1851 play written by Mirza Fatali Akhundov

Hekayati Molla Ibrahim-Khalil Kimyagar (Hekayəti-Molla İbrahim Xəlil kimyagər) is the first comedy of the Azerbaijani writer and playwright Mirza Fatali Akhundov, written in 1850 in the Azerbaijani language.

According to Aziz Sharif, the comedy ridiculed the lovers of easy money - the citizens of Nukha, who believed in the alchemist's power. At the same time, Sharif notes that a positive image is also derived in the comedy - that of the poet Haji-Nuri, who considers his personal abilities and work to be the basis of a person's well-being. According to Hamid Algar, the dervish and mullah are the secondary targets of the satire in comedy, and Akhundov makes it clear in this play that he views religion as the equivalent of the superstition.
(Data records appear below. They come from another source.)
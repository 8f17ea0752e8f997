//! The visual list box contract and an in-memory default implementation.
//!
//! [`ChosenListBox`] is the surface the value list adapter drives: it inserts
//! and removes items by position, pushes selection state, and triggers
//! refreshes. [`StandardListBox`] is the default implementation; it keeps the
//! item list, selection set, and widget state in memory and rebuilds its
//! visible results only when [`ChosenListBox::update`] is called, mirroring
//! the deferred-rebuild behavior of a rendered dropdown.

use std::collections::BTreeSet;

use chosen_core::Signal;

use crate::event::ChangeEvent;
use crate::options::ChosenOptions;

/// The rendering of a single value as a list box item.
///
/// Holds the display text and an optional style class the rendering backend
/// may attach to the item.
#[derive(Debug, Clone, PartialEq, Eq)]
pub struct ListItem {
    text: String,
    style_class: Option<String>,
}

impl ListItem {
    /// Creates a new item with the given display text.
    pub fn new(text: impl Into<String>) -> Self {
        Self {
            text: text.into(),
            style_class: None,
        }
    }

    /// Creates a new item with text and a style class.
    pub fn with_style_class(text: impl Into<String>, style_class: impl Into<String>) -> Self {
        Self {
            text: text.into(),
            style_class: Some(style_class.into()),
        }
    }

    /// The item's display text.
    pub fn text(&self) -> &str {
        &self.text
    }

    /// The item's style class, if any.
    pub fn style_class(&self) -> Option<&str> {
        self.style_class.as_deref()
    }
}

/// The visual list box driven by a value list adapter.
///
/// The adapter owns the list box exclusively while attached: no other code
/// may mutate the item list directly, or the adapter's key-to-position index
/// desynchronizes from the widget's actual items. Positions passed to the
/// mutating methods are always valid at the time of the call.
pub trait ChosenListBox: Send {
    /// Inserts an item at the given position, shifting later items up.
    fn insert_item(&mut self, index: usize, item: ListItem);

    /// Removes the item at the given position, shifting later items down.
    fn remove_item(&mut self, index: usize);

    /// Removes all items and clears the selection.
    ///
    /// Refreshes the visible results only when `update` is `true`; batch
    /// operations pass `false` and refresh once at the end.
    fn clear(&mut self, update: bool);

    /// Rebuilds the visible results from the current item list.
    fn update(&mut self);

    /// Number of items currently in the list box.
    fn item_count(&self) -> usize;

    /// Whether the list box accepts user interaction.
    fn is_enabled(&self) -> bool;

    /// Enables or disables user interaction.
    fn set_enabled(&mut self, enabled: bool);

    /// The list box's position in the tab order.
    fn tab_index(&self) -> i32;

    /// Sets the list box's position in the tab order.
    fn set_tab_index(&mut self, index: i32);

    /// Gives or removes keyboard focus.
    fn set_focus(&mut self, focused: bool);

    /// Marks the item at `index` as selected or deselected.
    ///
    /// This is the programmatic path used when pushing a selection model into
    /// the widget; it does not emit a change event.
    fn set_item_selected(&mut self, index: usize, selected: bool);

    /// Positions of the currently selected items, in ascending order.
    fn selected_indices(&self) -> Vec<usize>;

    /// The signal emitted on user-driven selection changes.
    fn change_event(&self) -> &Signal<ChangeEvent>;
}

/// In-memory Chosen list box.
///
/// Stands in for the rendered dropdown: items, selection, and focus state are
/// tracked directly, and the visible results list is rebuilt from the items
/// only on [`update`](ChosenListBox::update). User interaction is modeled by
/// [`toggle_result`](StandardListBox::toggle_result), which emits a
/// [`ChangeEvent`] on the change signal the way a click in the dropdown would.
pub struct StandardListBox {
    options: ChosenOptions,
    multiple: bool,
    items: Vec<ListItem>,
    selected: BTreeSet<usize>,
    results: Vec<String>,
    enabled: bool,
    tab_index: i32,
    focused: bool,
    change_event: Signal<ChangeEvent>,
}

impl StandardListBox {
    /// Creates a single-select list box with the given options.
    pub fn new(options: ChosenOptions) -> Self {
        Self::with_mode(options, false)
    }

    /// Creates a multiple-select list box with the given options.
    pub fn multiple(options: ChosenOptions) -> Self {
        Self::with_mode(options, true)
    }

    fn with_mode(options: ChosenOptions, multiple: bool) -> Self {
        Self {
            options,
            multiple,
            items: Vec::new(),
            selected: BTreeSet::new(),
            results: Vec::new(),
            enabled: true,
            tab_index: 0,
            focused: false,
            change_event: Signal::new(),
        }
    }

    /// Whether this list box supports multiple selection.
    pub fn is_multiple(&self) -> bool {
        self.multiple
    }

    /// The options this list box was created with.
    pub fn options(&self) -> &ChosenOptions {
        &self.options
    }

    /// The current item list.
    pub fn items(&self) -> &[ListItem] {
        &self.items
    }

    /// The visible results, as of the last refresh.
    pub fn results(&self) -> &[String] {
        &self.results
    }

    /// Whether the list box currently has keyboard focus.
    pub fn is_focused(&self) -> bool {
        self.focused
    }

    /// Models a user activating the item at `index` in the dropdown.
    ///
    /// Selecting an already-selected item deselects it when the mode allows
    /// (always in multiple mode, gated on `allow_single_deselect` in single
    /// mode). In single mode a new selection replaces the previous one, and
    /// only the new selection is reported. Emits a [`ChangeEvent`] on the
    /// change signal for every effective change; disabled list boxes and
    /// out-of-range positions are ignored.
    pub fn toggle_result(&mut self, index: usize) {
        if !self.enabled || index >= self.items.len() {
            return;
        }

        if self.selected.contains(&index) {
            let deselectable = self.multiple || self.options.allow_single_deselect();
            if !deselectable {
                return;
            }
            self.selected.remove(&index);
            self.change_event.emit(ChangeEvent::deselection(index));
        } else {
            if self.multiple {
                if let Some(max) = self.options.max_selected_options() {
                    if self.selected.len() >= max {
                        tracing::debug!(
                            target: "chosen_widget::list_box",
                            max,
                            "selection limit reached, ignoring selection"
                        );
                        return;
                    }
                }
            } else {
                self.selected.clear();
            }
            self.selected.insert(index);
            self.change_event.emit(ChangeEvent::selection(index));
        }
    }
}

impl ChosenListBox for StandardListBox {
    fn insert_item(&mut self, index: usize, item: ListItem) {
        self.items.insert(index, item);
        self.selected = self
            .selected
            .iter()
            .map(|&s| if s >= index { s + 1 } else { s })
            .collect();
    }

    fn remove_item(&mut self, index: usize) {
        self.items.remove(index);
        self.selected = self
            .selected
            .iter()
            .filter(|&&s| s != index)
            .map(|&s| if s > index { s - 1 } else { s })
            .collect();
    }

    fn clear(&mut self, update: bool) {
        self.items.clear();
        self.selected.clear();
        if update {
            self.update();
        }
    }

    fn update(&mut self) {
        self.results = self.items.iter().map(|item| item.text().to_owned()).collect();
    }

    fn item_count(&self) -> usize {
        self.items.len()
    }

    fn is_enabled(&self) -> bool {
        self.enabled
    }

    fn set_enabled(&mut self, enabled: bool) {
        self.enabled = enabled;
    }

    fn tab_index(&self) -> i32 {
        self.tab_index
    }

    fn set_tab_index(&mut self, index: i32) {
        self.tab_index = index;
    }

    fn set_focus(&mut self, focused: bool) {
        self.focused = focused;
    }

    fn set_item_selected(&mut self, index: usize, selected: bool) {
        if index >= self.items.len() {
            return;
        }
        if selected {
            self.selected.insert(index);
        } else {
            self.selected.remove(&index);
        }
    }

    fn selected_indices(&self) -> Vec<usize> {
        self.selected.iter().copied().collect()
    }

    fn change_event(&self) -> &Signal<ChangeEvent> {
        &self.change_event
    }
}

#[cfg(test)]
mod tests {
    use std::sync::Arc;

    use parking_lot::Mutex;

    use super::*;

    fn collect_events(list_box: &StandardListBox) -> Arc<Mutex<Vec<ChangeEvent>>> {
        let events = Arc::new(Mutex::new(Vec::new()));
        let events_clone = events.clone();
        list_box.change_event().connect(move |&event| {
            events_clone.lock().push(event);
        });
        events
    }

    #[test]
    fn test_results_rebuilt_only_on_update() {
        let mut list_box = StandardListBox::new(ChosenOptions::new());
        list_box.insert_item(0, ListItem::new("Apple"));
        list_box.insert_item(1, ListItem::new("Banana"));

        assert_eq!(list_box.item_count(), 2);
        assert!(list_box.results().is_empty());

        list_box.update();
        assert_eq!(list_box.results(), ["Apple", "Banana"]);

        list_box.remove_item(0);
        assert_eq!(list_box.results(), ["Apple", "Banana"]);
        list_box.update();
        assert_eq!(list_box.results(), ["Banana"]);
    }

    #[test]
    fn test_clear_without_update_keeps_stale_results() {
        let mut list_box = StandardListBox::new(ChosenOptions::new());
        list_box.insert_item(0, ListItem::new("Apple"));
        list_box.update();

        list_box.clear(false);
        assert_eq!(list_box.item_count(), 0);
        assert_eq!(list_box.results(), ["Apple"]);

        list_box.update();
        assert!(list_box.results().is_empty());
    }

    #[test]
    fn test_selection_shifts_on_insert_and_remove() {
        let mut list_box = StandardListBox::multiple(ChosenOptions::new());
        for (i, text) in ["a", "b", "c"].iter().enumerate() {
            list_box.insert_item(i, ListItem::new(*text));
        }
        list_box.set_item_selected(1, true);
        list_box.set_item_selected(2, true);

        list_box.insert_item(0, ListItem::new("front"));
        assert_eq!(list_box.selected_indices(), vec![2, 3]);

        list_box.remove_item(2);
        assert_eq!(list_box.selected_indices(), vec![2]);
    }

    #[test]
    fn test_single_mode_toggle_replaces_selection() {
        let mut list_box = StandardListBox::new(ChosenOptions::new());
        for (i, text) in ["a", "b"].iter().enumerate() {
            list_box.insert_item(i, ListItem::new(*text));
        }
        let events = collect_events(&list_box);

        list_box.toggle_result(0);
        list_box.toggle_result(1);

        assert_eq!(list_box.selected_indices(), vec![1]);
        assert_eq!(
            *events.lock(),
            vec![ChangeEvent::selection(0), ChangeEvent::selection(1)]
        );
    }

    #[test]
    fn test_single_mode_deselect_requires_option() {
        let mut list_box = StandardListBox::new(ChosenOptions::new());
        list_box.insert_item(0, ListItem::new("a"));
        list_box.toggle_result(0);
        list_box.toggle_result(0);
        assert_eq!(list_box.selected_indices(), vec![0]);

        let mut list_box =
            StandardListBox::new(ChosenOptions::new().with_allow_single_deselect(true));
        list_box.insert_item(0, ListItem::new("a"));
        let events = collect_events(&list_box);
        list_box.toggle_result(0);
        list_box.toggle_result(0);
        assert!(list_box.selected_indices().is_empty());
        assert_eq!(
            *events.lock(),
            vec![ChangeEvent::selection(0), ChangeEvent::deselection(0)]
        );
    }

    #[test]
    fn test_multiple_mode_respects_max_selected() {
        let mut list_box =
            StandardListBox::multiple(ChosenOptions::new().with_max_selected_options(2));
        for (i, text) in ["a", "b", "c"].iter().enumerate() {
            list_box.insert_item(i, ListItem::new(*text));
        }

        list_box.toggle_result(0);
        list_box.toggle_result(1);
        list_box.toggle_result(2); // Over the limit, ignored
        assert_eq!(list_box.selected_indices(), vec![0, 1]);

        list_box.toggle_result(0); // Deselect frees a slot
        list_box.toggle_result(2);
        assert_eq!(list_box.selected_indices(), vec![1, 2]);
    }

    #[test]
    fn test_disabled_list_box_ignores_interaction() {
        let mut list_box = StandardListBox::new(ChosenOptions::new());
        list_box.insert_item(0, ListItem::new("a"));
        list_box.set_enabled(false);

        let events = collect_events(&list_box);
        list_box.toggle_result(0);

        assert!(list_box.selected_indices().is_empty());
        assert!(events.lock().is_empty());
    }

    #[test]
    fn test_widget_state_passthrough() {
        let mut list_box = StandardListBox::new(ChosenOptions::new());
        assert!(list_box.is_enabled());
        assert_eq!(list_box.tab_index(), 0);
        assert!(!list_box.is_focused());

        list_box.set_tab_index(3);
        list_box.set_focus(true);
        assert_eq!(list_box.tab_index(), 3);
        assert!(list_box.is_focused());
    }
}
Algar suggests that the Azerbaijani poet Mirza Shafi Vazeh could have been the prototype of the poet Haji-Nuri. Yashar Garaev and Fuad Gasimzade write that by creating the image of the poet Haji-Nuri in the artistic world of Akhundov, “the birth of light forces in society is also captured”.

An English translation appeared in London in 1886 by Guy Le Strange under the name The Alchemist. Another one was published in 1890 by Alexander Rogers.